5. "Never heard of Plumpy'nut? Come to Maradi, a bustling crossroads where the number of malnourished children exceeds even the flocks of motor scooters flitting down its dirt streets. At this epicenter of Niger's latest hunger crisis, Plumpy'nut is saving lives . . . "
6. "If the multitude of Chinese blogs facing official censorship instead became hosted on a multitude of independent servers around the world, the Chinese government would end up having to block a significant portion of the net to shut them out -- and that portion would grow and grow as the blogs found new adoptive hosts."
7. "Iran was also among the delegates hoping to inject the United Nations into the process of overseeing Internet protocols, domain names and network stability. Before taking these folks too seriously, though, let's recall that Iran ranks in the bottom few percent of the 2004 Index of Economic Freedom, bans more than 10,000 "immoral" Web sites and jailed Iranian journalist and Web logger Sina Motallebi last year. All this raises the question whether these are nations that should decide the rules for a worldwide Internet."
8. "We did not choose war for the sake of war itself and we didn't sacrifice a million lives for fun! We could've accepted our jailor and kept living in our chains for the rest of our lives but it's freedom ma'am. Freedom is not an American thing and it's not an Iraqi thing, it's what unites us as human beings . . . We are in need for every hand that can offer some help; Your son (Casey Sheehan)sacrificed his life for a very noble cause . . . for the most precious value in this existence; that is freedom."
9. "It was a scene that would be constantly repeated throughout the first weeks of the Bush retreat; dozens of panicked media professionals wandering the streets of Crawford, searching in vain for alternative weeklies, gallery openings and Peruvian-Vietnamese tapa parlors, only to be met with blank stares and offers of free beer. The experience stunned many."
10. "Scientists have uncovered the genetic sequence for one of the strongest silks that spiders produce, a discovery that could one day be used to make super spider-silk products for humans . . . It would be incredibly strong, flexible and ultimately, biodegradable.”
ADDENDUM:
Sexual-Identity obsessed, gay-lefty Dan Savage guest blogs for Andrew Sullivan? What a lousy disservice to Sullivan's conservative readers.
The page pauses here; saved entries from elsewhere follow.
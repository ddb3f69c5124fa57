//! The validated word type.

use std::borrow::Borrow;
use std::fmt;

use serde::{Deserialize, Serialize};

use crate::error::{GlossaError, Result};

/// Check whether `word` is a valid stored word: non-empty and made only of
/// the 26 lowercase ASCII letters.
pub fn is_valid_word(word: &str) -> bool {
    !word.is_empty() && word.bytes().all(|b| b.is_ascii_lowercase())
}

/// A single validated word.
///
/// A `WordToken` always satisfies [`is_valid_word`]. It can only be created
/// by the [`WordNormalizer`](crate::analysis::WordNormalizer) or through the
/// validating [`TryFrom`] conversions, and is immutable afterwards.
#[derive(Clone, Debug, PartialEq, Eq, PartialOrd, Ord, Hash, Serialize, Deserialize)]
#[serde(try_from = "String", into = "String")]
pub struct WordToken(String);

impl WordToken {
    /// Wrap a string already known to be valid.
    pub(crate) fn new_unchecked(word: String) -> Self {
        debug_assert!(is_valid_word(&word), "invalid word token: {word:?}");
        WordToken(word)
    }

    /// The word as a string slice.
    pub fn as_str(&self) -> &str {
        &self.0
    }

    /// Length of the word in bytes (equal to its length in letters).
    pub fn len(&self) -> usize {
        self.0.len()
    }

    /// Always `false`; present for API symmetry with `str`.
    pub fn is_empty(&self) -> bool {
        self.0.is_empty()
    }

    /// Consume the token and return the underlying string.
    pub fn into_string(self) -> String {
        self.0
    }
}

impl TryFrom<String> for WordToken {
    type Error = GlossaError;

    fn try_from(word: String) -> Result<Self> {
        if is_valid_word(&word) {
            Ok(WordToken(word))
        } else {
            Err(GlossaError::invalid_word(word))
        }
    }
}

impl TryFrom<&str> for WordToken {
    type Error = GlossaError;

    fn try_from(word: &str) -> Result<Self> {
        WordToken::try_from(word.to_string())
    }
}

impl From<WordToken> for String {
    fn from(token: WordToken) -> Self {
        token.0
    }
}

impl AsRef<str> for WordToken {
    fn as_ref(&self) -> &str {
        &self.0
    }
}

impl Borrow<str> for WordToken {
    fn borrow(&self) -> &str {
        &self.0
    }
}

impl fmt::Display for WordToken {
    fn fmt(&self, f: &mut fmt::Formatter<'_>) -> fmt::Result {
        f.write_str(&self.0)
    }
}

#[cfg(test)]
mod tests {
    use super::*;

    #[test]
    fn test_is_valid_word() {
        assert!(is_valid_word("apple"));
        assert!(is_valid_word("a"));

        assert!(!is_valid_word(""));
        assert!(!is_valid_word("Apple"));
        assert!(!is_valid_word("word2test"));
        assert!(!is_valid_word("two words"));
        assert!(!is_valid_word("don't"));
        assert!(!is_valid_word("café"));
    }

    #[test]
    fn test_try_from() {
        let token = WordToken::try_from("banana").unwrap();
        assert_eq!(token.as_str(), "banana");
        assert_eq!(token.len(), 6);
        assert_eq!(token.to_string(), "banana");

        let err = WordToken::try_from("INVALID123").unwrap_err();
        assert!(matches!(err, GlossaError::InvalidWord(ref w) if w == "INVALID123"));
    }

    #[test]
    fn test_ordering_is_bytewise() {
        let mut tokens: Vec<WordToken> = ["cherry", "apple", "applesauce", "b"]
            .into_iter()
            .map(|w| WordToken::try_from(w).unwrap())
            .collect();
        tokens.sort();

        let words: Vec<&str> = tokens.iter().map(|t| t.as_str()).collect();
        assert_eq!(words, vec!["apple", "applesauce", "b", "cherry"]);
    }

    #[test]
    fn test_serde_validates() {
        let token: WordToken = serde_json::from_str("\"grape\"").unwrap();
        assert_eq!(token.as_str(), "grape");
        assert_eq!(serde_json::to_string(&token).unwrap(), "\"grape\"");

        assert!(serde_json::from_str::<WordToken>("\"Grape\"").is_err());
    }
}
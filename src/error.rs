//! Error types for the Glossa library.
//!
//! All fallible operations return [`Result`], whose error type is the
//! [`GlossaError`] enum. Storage backends have their own
//! [`StorageError`](crate::storage::StorageError) which converts into
//! `GlossaError::Storage`.
//!
//! # Examples
//!
//! ```
//! use glossa::error::{GlossaError, Result};
//!
//! fn example_operation() -> Result<()> {
//!     Err(GlossaError::invalid_word("word2test"))
//! }
//!
//! match example_operation() {
//!     Ok(_) => println!("Success"),
//!     Err(e) => eprintln!("Error: {}", e),
//! }
//! ```

use std::io;
use std::time::Duration;

use thiserror::Error;

/// The main error type for Glossa operations.
#[derive(Error, Debug)]
pub enum GlossaError {
    /// I/O errors (file operations, etc.)
    #[error("I/O error: {0}")]
    Io(#[from] io::Error),

    /// Storage-related errors
    #[error("Storage error: {0}")]
    Storage(String),

    /// A single source could not be fetched.
    ///
    /// The builder logs and records this error and moves on to the next
    /// source; it never aborts a generation run.
    #[error("Failed to fetch from {source_id}: {message}")]
    Fetch { source_id: String, message: String },

    /// The persisted word list is missing, unreadable, or not a JSON array of
    /// strings.
    #[error("Artifact load error: {0}")]
    ArtifactLoad(String),

    /// A string that does not satisfy the word validity predicate.
    #[error("Invalid word: {0:?}")]
    InvalidWord(String),

    /// Configuration errors
    #[error("Configuration error: {0}")]
    Config(String),

    /// JSON serialization/deserialization errors
    #[error("JSON error: {0}")]
    Json(#[from] serde_json::Error),
}

/// Result type alias for operations that may fail with GlossaError.
pub type Result<T> = std::result::Result<T, GlossaError>;

impl GlossaError {
    /// Create a new storage error.
    pub fn storage<S: Into<String>>(msg: S) -> Self {
        GlossaError::Storage(msg.into())
    }

    /// Create a new fetch error for the given source.
    pub fn fetch<S: Into<String>, M: Into<String>>(source_id: S, msg: M) -> Self {
        GlossaError::Fetch {
            source_id: source_id.into(),
            message: msg.into(),
        }
    }

    /// Create a new artifact load error.
    pub fn artifact_load<S: Into<String>>(msg: S) -> Self {
        GlossaError::ArtifactLoad(msg.into())
    }

    /// Create a new invalid word error.
    pub fn invalid_word<S: Into<String>>(word: S) -> Self {
        GlossaError::InvalidWord(word.into())
    }

    /// Create a new configuration error.
    pub fn config<S: Into<String>>(msg: S) -> Self {
        GlossaError::Config(msg.into())
    }

    /// Create a fetch error for a source that did not answer within `limit`.
    pub fn fetch_timeout<S: Into<String>>(source_id: S, limit: Duration) -> Self {
        Self::fetch(source_id, format!("timed out after {limit:?}"))
    }

    /// Whether this error came from fetching a single source.
    pub fn is_fetch(&self) -> bool {
        matches!(self, GlossaError::Fetch { .. })
    }
}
Ha Ha Ha . . . *snort*! Like Andrew Sullivan has any "conservative readers" left . . .



Comments
Hey, homocon-
I've always thought Dan Savage was obsessed with being gay, too. He's kinda cute, but I read an opinion piece he wrote once that defended the leftist double-standard about being "compassionate" and "tolerant;" the point of the piece, as I recall, was that leftists had no duty to be compassionate and tolerant to those with dissenting views, i.e., conservatives, because THEY ARE SO MUCH BETTER AND SMARTER, and they REALLY CARE. (you know, the standard comparison between conservatives and Nazis....that tired old canard.) It's exhausting arguing with one of those nitwits.